*What is needed:* All lines from the entries below that contain the string "transition" should be copied out.

*Entries shown:*
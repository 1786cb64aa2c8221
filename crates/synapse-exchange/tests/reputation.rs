// SPDX-License-Identifier: MIT OR Apache-2.0
//! End-to-end scenario 4 (§8): reputation smoothing after one completed and
//! one failed contract.

use std::sync::Arc;

use base64::Engine;
use ed25519_dalek::{Signer, SigningKey};
use rand::rngs::OsRng;
use synapse_core::{SynapseConfig, PROTOCOL_VERSION};
use synapse_exchange::{handle_client_message, Effect, Exchange, Recipient, SessionId};
use synapse_protocol::{ClientMessage, ReviewDecision, ServerMessage};
use tokio::sync::broadcast;

// ─── Helpers ─────────────────────────────────────────────────────────

struct Agent {
    signing_key: SigningKey,
}

impl Agent {
    fn new() -> Self {
        Self {
            signing_key: SigningKey::generate(&mut OsRng),
        }
    }

    fn public_key_b64(&self) -> String {
        base64::engine::general_purpose::STANDARD.encode(self.signing_key.verifying_key().to_bytes())
    }
}

fn drain(rx: &mut broadcast::Receiver<Effect>) -> Vec<Effect> {
    let mut out = Vec::new();
    while let Ok(effect) = rx.try_recv() {
        out.push(effect);
    }
    out
}

async fn authenticate(
    exchange: &Arc<Exchange>,
    rx: &mut broadcast::Receiver<Effect>,
    agent: &Agent,
    name: &str,
) -> (SessionId, String) {
    let (session_id, nonce) = exchange.open_session().await;
    let public_key = agent.public_key_b64();
    let canonical = synapse_protocol::auth_canonical_string(PROTOCOL_VERSION, &nonce, name, &public_key);
    let signature = agent.signing_key.sign(canonical.as_bytes());
    let signature_b64 = base64::engine::general_purpose::STANDARD.encode(signature.to_bytes());

    handle_client_message(
        exchange,
        session_id,
        ClientMessage::Auth {
            v: PROTOCOL_VERSION,
            agent_name: name.to_string(),
            public_key,
            nonce,
            signature: signature_b64,
        },
    )
    .await;

    for effect in drain(rx) {
        if effect.to == Recipient::Session(session_id) {
            if let ServerMessage::Authed { agent_id, .. } = effect.message {
                return (session_id, agent_id);
            }
        }
    }
    panic!("authentication did not produce an authed reply");
}

fn job_id_from(effects: &[Effect]) -> String {
    for effect in effects {
        if let ServerMessage::JobPosted { job, .. } = &effect.message {
            return job.id.clone();
        }
    }
    panic!("no job_posted broadcast found");
}

async fn post_bid_award(
    exchange: &Arc<Exchange>,
    rx: &mut broadcast::Receiver<Effect>,
    requester_session: SessionId,
    worker_session: SessionId,
    worker_id: &str,
) -> String {
    handle_client_message(
        exchange,
        requester_session,
        ClientMessage::PostJob {
            v: PROTOCOL_VERSION,
            title: "contract".to_string(),
            description: None,
            budget: 50,
            kind: None,
            payload: None,
        },
    )
    .await;
    let job_id = job_id_from(&drain(rx));

    handle_client_message(
        exchange,
        worker_session,
        ClientMessage::Bid {
            v: PROTOCOL_VERSION,
            job_id: job_id.clone(),
            price: 50,
            eta_seconds: 60,
            pitch: None,
            terms: None,
        },
    )
    .await;
    drain(rx);

    handle_client_message(
        exchange,
        requester_session,
        ClientMessage::Award {
            v: PROTOCOL_VERSION,
            job_id: job_id.clone(),
            worker_id: worker_id.to_string(),
        },
    )
    .await;
    drain(rx);
    job_id
}

// ─── Scenario ────────────────────────────────────────────────────────

#[tokio::test]
async fn reputation_smooths_across_one_completion_and_one_failure() {
    let exchange = Exchange::new(SynapseConfig::default());
    let mut rx = exchange.subscribe_effects();

    let requester = Agent::new();
    let worker = Agent::new();
    let (requester_session, _requester_id) = authenticate(&exchange, &mut rx, &requester, "boss").await;
    let (worker_session, worker_id) = authenticate(&exchange, &mut rx, &worker, "worker").await;

    let job_one = post_bid_award(&exchange, &mut rx, requester_session, worker_session, &worker_id).await;
    handle_client_message(
        &exchange,
        worker_session,
        ClientMessage::Submit {
            v: PROTOCOL_VERSION,
            job_id: job_one.clone(),
            result: "done".to_string(),
        },
    )
    .await;
    drain(&mut rx);
    handle_client_message(
        &exchange,
        requester_session,
        ClientMessage::Review {
            v: PROTOCOL_VERSION,
            job_id: job_one,
            decision: ReviewDecision::Accept,
            notes: None,
        },
    )
    .await;
    drain(&mut rx);

    let worker_agent_id = synapse_core::AgentId::from_raw(worker_id.clone());
    let snapshot = exchange.observer_snapshot().await;
    let worker_view = snapshot.agents.iter().find(|a| a.agent_id == worker_agent_id.as_str()).unwrap();
    assert_eq!(worker_view.completed, 1);
    assert_eq!(worker_view.failed, 0);

    let job_two = post_bid_award(&exchange, &mut rx, requester_session, worker_session, &worker_id).await;
    handle_client_message(
        &exchange,
        worker_session,
        ClientMessage::Submit {
            v: PROTOCOL_VERSION,
            job_id: job_two.clone(),
            result: "done".to_string(),
        },
    )
    .await;
    drain(&mut rx);
    handle_client_message(
        &exchange,
        requester_session,
        ClientMessage::Review {
            v: PROTOCOL_VERSION,
            job_id: job_two,
            decision: ReviewDecision::Reject,
            notes: None,
        },
    )
    .await;
    let effects = drain(&mut rx);
    assert!(effects.iter().any(|e| matches!(&e.message, ServerMessage::JobFailed { .. })));

    let snapshot = exchange.observer_snapshot().await;
    let worker_view = snapshot.agents.iter().find(|a| a.agent_id == worker_agent_id.as_str()).unwrap();
    assert_eq!(worker_view.completed, 1);
    assert_eq!(worker_view.failed, 1);

    let reputation = synapse_core::Reputation {
        completed: worker_view.completed,
        failed: worker_view.failed,
    };
    assert!((reputation.score() - 0.5).abs() < 1e-9);
}
// SPDX-License-Identifier: MIT OR Apache-2.0
//! Outbound effects produced by a handler (§4.2, §6).
//!
//! The exchange never touches a socket directly — transport ownership
//! belongs to `synapse-daemon`. A handler instead returns the list of
//! messages that must be delivered, addressed by [`Recipient`], and the
//! transport layer resolves recipients to live connections.

use synapse_core::AgentId;
use synapse_protocol::ServerMessage;

use crate::session::SessionId;

/// Who an [`Effect`]'s message is addressed to.
#[derive(Debug, Clone, PartialEq, Eq)]
pub enum Recipient {
    /// A single connection, identified by its session handle.
    Session(SessionId),
    /// Every session currently bound to this agent identity.
    Agent(AgentId),
    /// Every connected, authenticated session.
    Broadcast,
}

/// A single outbound message produced by a handler, paired with its
/// intended recipient(s).
#[derive(Debug, Clone)]
pub struct Effect {
    /// Who should receive this message.
    pub to: Recipient,
    /// The message itself.
    pub message: ServerMessage,
}

impl Effect {
    /// Address a message to one session.
    #[must_use]
    pub fn to_session(session_id: SessionId, message: ServerMessage) -> Self {
        Self {
            to: Recipient::Session(session_id),
            message,
        }
    }

    /// Address a message to every session of one agent.
    #[must_use]
    pub fn to_agent(agent_id: AgentId, message: ServerMessage) -> Self {
        Self {
            to: Recipient::Agent(agent_id),
            message,
        }
    }

    /// Address a message to every connected session.
    #[must_use]
    pub fn broadcast(message: ServerMessage) -> Self {
        Self {
            to: Recipient::Broadcast,
            message,
        }
    }
}
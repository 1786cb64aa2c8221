// SPDX-License-Identifier: MIT OR Apache-2.0
//! Connection-scoped session state and the Ed25519 auth handshake (§4.1).

use base64::Engine;
use ed25519_dalek::{Signature, VerifyingKey};
use rand::RngCore;
use synapse_core::AgentId;
use synapse_error::{ErrorCode, SynapseError};
use synapse_protocol::auth_canonical_string;

/// Opaque per-connection handle. The exchange never interprets this beyond
/// identity and ordering; the transport layer mints and owns the mapping to
/// an actual socket.
#[derive(Debug, Clone, Copy, PartialEq, Eq, Hash, PartialOrd, Ord)]
pub struct SessionId(pub u64);

/// Per-connection handshake state (§3 "Session").
#[derive(Debug, Clone)]
pub struct SessionState {
    /// Challenge nonce issued to this connection.
    pub nonce: String,
    /// Bound agent identity, set once auth succeeds.
    pub agent_id: Option<AgentId>,
}

impl SessionState {
    /// Start a fresh, unauthenticated session with a new challenge nonce.
    #[must_use]
    pub fn new() -> Self {
        Self {
            nonce: generate_nonce(),
            agent_id: None,
        }
    }

    /// Whether this session has completed the auth handshake.
    #[must_use]
    pub fn is_authed(&self) -> bool {
        self.agent_id.is_some()
    }
}

impl Default for SessionState {
    fn default() -> Self {
        Self::new()
    }
}

/// Generate a cryptographically strong, base64-encoded nonce of at least 24
/// bytes (§4.1).
#[must_use]
pub fn generate_nonce() -> String {
    let mut bytes = [0u8; 32];
    rand::thread_rng().fill_bytes(&mut bytes);
    base64::engine::general_purpose::STANDARD.encode(bytes)
}

/// Verify an `auth` reply against a session's issued challenge (§4.1).
///
/// Checks, in order: the echoed nonce matches the challenge, the public key
/// decodes, and the detached Ed25519 signature verifies over the canonical
/// signing string built from `(proto_version, nonce, agent_name, public_key)`.
///
/// # Errors
///
/// Returns [`ErrorCode::BadNonce`], [`ErrorCode::BadAgentName`], or
/// [`ErrorCode::SignatureVerificationFailed`].
pub fn verify_auth_reply(
    challenge_nonce: &str,
    proto_version: u32,
    agent_name: &str,
    public_key_b64: &str,
    echoed_nonce: &str,
    signature_b64: &str,
) -> Result<(), SynapseError> {
    if agent_name.trim().is_empty() {
        return Err(SynapseError::new(ErrorCode::BadAgentName));
    }
    if echoed_nonce != challenge_nonce {
        return Err(SynapseError::new(ErrorCode::BadNonce));
    }

    let public_key_bytes = base64::engine::general_purpose::STANDARD
        .decode(public_key_b64)
        .map_err(|e| {
            SynapseError::new(ErrorCode::SignatureVerificationFailed)
                .with_context("reason", e.to_string())
        })?;
    let verifying_key = extract_ed25519_key(&public_key_bytes)?;

    let signature_bytes = base64::engine::general_purpose::STANDARD
        .decode(signature_b64)
        .map_err(|e| {
            SynapseError::new(ErrorCode::SignatureVerificationFailed)
                .with_context("reason", e.to_string())
        })?;
    let signature_array: [u8; 64] = signature_bytes.as_slice().try_into().map_err(|_| {
        SynapseError::new(ErrorCode::SignatureVerificationFailed)
            .with_context("reason", "signature must be 64 bytes")
    })?;
    let signature = Signature::from_bytes(&signature_array);

    let canonical = auth_canonical_string(proto_version, challenge_nonce, agent_name, public_key_b64);
    verifying_key
        .verify_strict(canonical.as_bytes(), &signature)
        .map_err(|_| SynapseError::new(ErrorCode::SignatureVerificationFailed))
}

/// Extract a raw Ed25519 verifying key from either a bare 32-byte key or an
/// SPKI DER envelope (the last 32 bytes of the DER encoding are always the
/// raw key for Ed25519, per RFC 8410).
fn extract_ed25519_key(bytes: &[u8]) -> Result<VerifyingKey, SynapseError> {
    if bytes.len() < 32 {
        return Err(SynapseError::new(ErrorCode::SignatureVerificationFailed)
            .with_context("reason", "public key too short"));
    }
    let raw = &bytes[bytes.len() - 32..];
    let array: [u8; 32] = raw.try_into().expect("slice is exactly 32 bytes");
    VerifyingKey::from_bytes(&array).map_err(|_| {
        SynapseError::new(ErrorCode::SignatureVerificationFailed)
            .with_context("reason", "not a valid Ed25519 point")
    })
}
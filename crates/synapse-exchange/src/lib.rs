// SPDX-License-Identifier: MIT OR Apache-2.0
//! Session auth, the job/bid/negotiation/review state machine, ledger and
//! reputation bookkeeping, and the deadline scheduler for the Synapse
//! exchange.
//!
//! [`Exchange`] is the single authoritative aggregate; everything else in
//! this crate is either a pure transition over its state ([`jobs`],
//! [`system`]) or the plumbing that carries a transition's outcome to the
//! outside world ([`effect`], [`tape`], [`state::PersistOp`]).

mod dispatch;
mod effect;
mod evaluator;
mod exchange;
pub mod jobs;
mod ledger_math;
pub mod session;
pub mod state;
pub mod system;
mod tape;

pub use dispatch::handle_client_message;
pub use effect::{Effect, Recipient};
pub use evaluator::{CodeEvaluator, KeywordEvaluator};
pub use exchange::Exchange;
pub use session::{SessionId, SessionState};
pub use state::{ExchangeState, HandlerOutcome, PersistOp, TimerAction};
pub use tape::TapeBus;
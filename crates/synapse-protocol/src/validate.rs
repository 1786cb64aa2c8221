// SPDX-License-Identifier: MIT OR Apache-2.0
//! Field-level validation helpers that sit between the closed-schema
//! envelope types and the business logic in `synapse-exchange` (§4.1,
//! §4.2).

use synapse_error::{ErrorCode, SynapseError};

/// The fixed prefix of the Ed25519 canonical signing string (§4.1).
pub const AUTH_CANONICAL_PREFIX: &str = "SYNAPSE_AUTH_V1";

/// Build the canonical string an agent signs to complete the auth
/// handshake: `SYNAPSE_AUTH_V1|v=<proto>|nonce=<nonce>|agent=<name>|pub=<pub>`.
///
/// This is reconstructed independently by the server from the session's
/// own challenge state and the client's claimed identity, then verified
/// against the client-supplied signature — the client cannot substitute a
/// signature produced for a different nonce or name.
#[must_use]
pub fn auth_canonical_string(proto_version: u32, nonce: &str, agent_name: &str, public_key_b64: &str) -> String {
    format!("{AUTH_CANONICAL_PREFIX}|v={proto_version}|nonce={nonce}|agent={agent_name}|pub={public_key_b64}")
}

/// Validate a non-empty, trimmed agent name (§4.1).
///
/// # Errors
///
/// Returns [`ErrorCode::BadAgentName`] if `name` is empty or all
/// whitespace.
pub fn validate_agent_name(name: &str) -> Result<(), SynapseError> {
    if name.trim().is_empty() {
        Err(SynapseError::new(ErrorCode::BadAgentName))
    } else {
        Ok(())
    }
}

/// Validate that a echoed nonce matches the session's issued challenge
/// nonce (§4.1).
///
/// # Errors
///
/// Returns [`ErrorCode::BadNonce`] if the two strings differ.
pub fn validate_nonce(expected: &str, got: &str) -> Result<(), SynapseError> {
    if expected == got {
        Ok(())
    } else {
        Err(SynapseError::new(ErrorCode::BadNonce))
    }
}

#[cfg(test)]
mod tests {
    use super::*;

    #[test]
    fn canonical_string_has_expected_shape() {
        let s = auth_canonical_string(1, "abc", "alice", "pubkey==");
        assert_eq!(s, "SYNAPSE_AUTH_V1|v=1|nonce=abc|agent=alice|pub=pubkey==");
    }

    #[test]
    fn blank_agent_name_rejected() {
        assert!(validate_agent_name("   ").is_err());
        assert!(validate_agent_name("alice").is_ok());
    }

    #[test]
    fn nonce_mismatch_rejected() {
        assert!(validate_nonce("a", "b").is_err());
        assert!(validate_nonce("a", "a").is_ok());
    }
}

*Exercise response:*
//! this crate is either a pure transition over its state ([`jobs`],
//! [`system`]) or the plumbing that carries a transition's outcome to the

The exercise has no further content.